(This story has been updated from an earlier version.)
The Detroit City Council on Tuesday approved another delay on the issuance of new medical marijuana business permits, a situation that has been contentious in the Motor City for years and which threatens the stability of the longstanding local MMJ industry.
The new 180-day moratorium on MMJ licenses comes about a month after the city decided to delay handing out permits due to a lawsuit, and according to the Detroit Free Press, City Councilman James Tate is drafting a new zoning and regulatory ordinance for cannabis companies.
This all comes in the wake of the 2017 municipal elections in which voters approved a pair of initiatives to roll back restrictive MMJ business zoning ordinances that had been approved by the city council, and which resulted in the closure of at least 186 dispensaries in Detroit.

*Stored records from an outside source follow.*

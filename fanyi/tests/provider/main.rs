use fanyi::config::{FileConfig, VendorConfig};
use fanyi::{ErrorKind, Lang, Provider, Translator, Vendor};
use serde_json::json;
use std::collections::HashMap;
use wiremock::matchers::method;
use wiremock::{Mock, MockServer, ResponseTemplate};

#[test]
fn missing_env_variable() {
    let vars: HashMap<&str, &str> = HashMap::from([("VOLC_ACCESS_KEY_ID", "AK")]);
    let e = VendorConfig::from_lookup(Vendor::Volc, |k| vars.get(k).map(|v| v.to_string()))
        .unwrap_err();
    assert_eq!(e.kind(), ErrorKind::Configuration);
    assert!(e.to_string().contains("VOLC_ACCESS_KEY_SECRET"));
}

#[cfg(feature = "baidu")]
#[tokio::test]
async fn provider_from_toml() {
    let server = MockServer::start().await;
    Mock::given(method("POST"))
        .respond_with(ResponseTemplate::new(200).set_body_json(json!({
            "from": "en",
            "to": "zh",
            "trans_result": [
                { "src": "first line", "dst": "第一行" },
                { "src": "second line", "dst": "第二行" }
            ]
        })))
        .mount(&server)
        .await;

    let conf = FileConfig::from_toml_str(&format!(
        r#"
        vendor = "baidu"

        [baidu]
        app_id = "2015063000000001"
        app_key = "12345678"
        url = "{}/api/trans/vip/translate"
        timeout_secs = 5
        "#,
        server.uri()
    ))
    .unwrap();
    let vendor = conf.vendor.unwrap();
    let provider = Provider::new(conf.vendor_config(vendor).unwrap()).unwrap();
    assert_eq!(provider.vendor(), Vendor::Baidu);
    assert_eq!(provider.qps(), 10);
    assert!(provider.as_batch().is_none());

    let res = provider
        .translate("first line\nsecond line", Lang::En, Lang::Zh)
        .await
        .unwrap();
    assert_eq!(res, "第一行\n第二行");
}

#[cfg(feature = "volc")]
#[tokio::test]
async fn batch_through_provider() {
    let server = MockServer::start().await;
    Mock::given(method("POST"))
        .respond_with(ResponseTemplate::new(200).set_body_json(json!({
            "TranslationList": [{ "Translation": "甲" }, { "Translation": "乙" }, { "Translation": "丙" }]
        })))
        .mount(&server)
        .await;

    let provider = Provider::new(
        VendorConfig::from_lookup(Vendor::Volc, |k| match k {
            "VOLC_ACCESS_KEY_ID" => Some("AK".to_owned()),
            "VOLC_ACCESS_KEY_SECRET" => Some("SK".to_owned()),
            "VOLC_ENDPOINT" => Some(server.uri()),
            _ => None,
        })
        .unwrap(),
    )
    .unwrap();

    let res = provider
        .as_batch()
        .unwrap()
        .translate_batch(&["a", "b", "c"], Lang::Auto, Lang::En)
        .await
        .unwrap();
    assert_eq!(res, ["甲", "乙", "丙"]);
}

The new moratorium also throws into doubt the business future of the roughly 60 dispensaries that are legally operating in Detroit, since the state is requiring all MMJ companies to apply for business permits by Feb. 15, the Free Press reported.
If those dispensaries don’t get their local paperwork in order, the state could force them to close, at least temporarily.
Also, at least 14 lawsuits have been filed against the city by MMJ businesses that are trying to force the city to grant them business permits under the new ordinances approved by voters last year, the Free Press reported.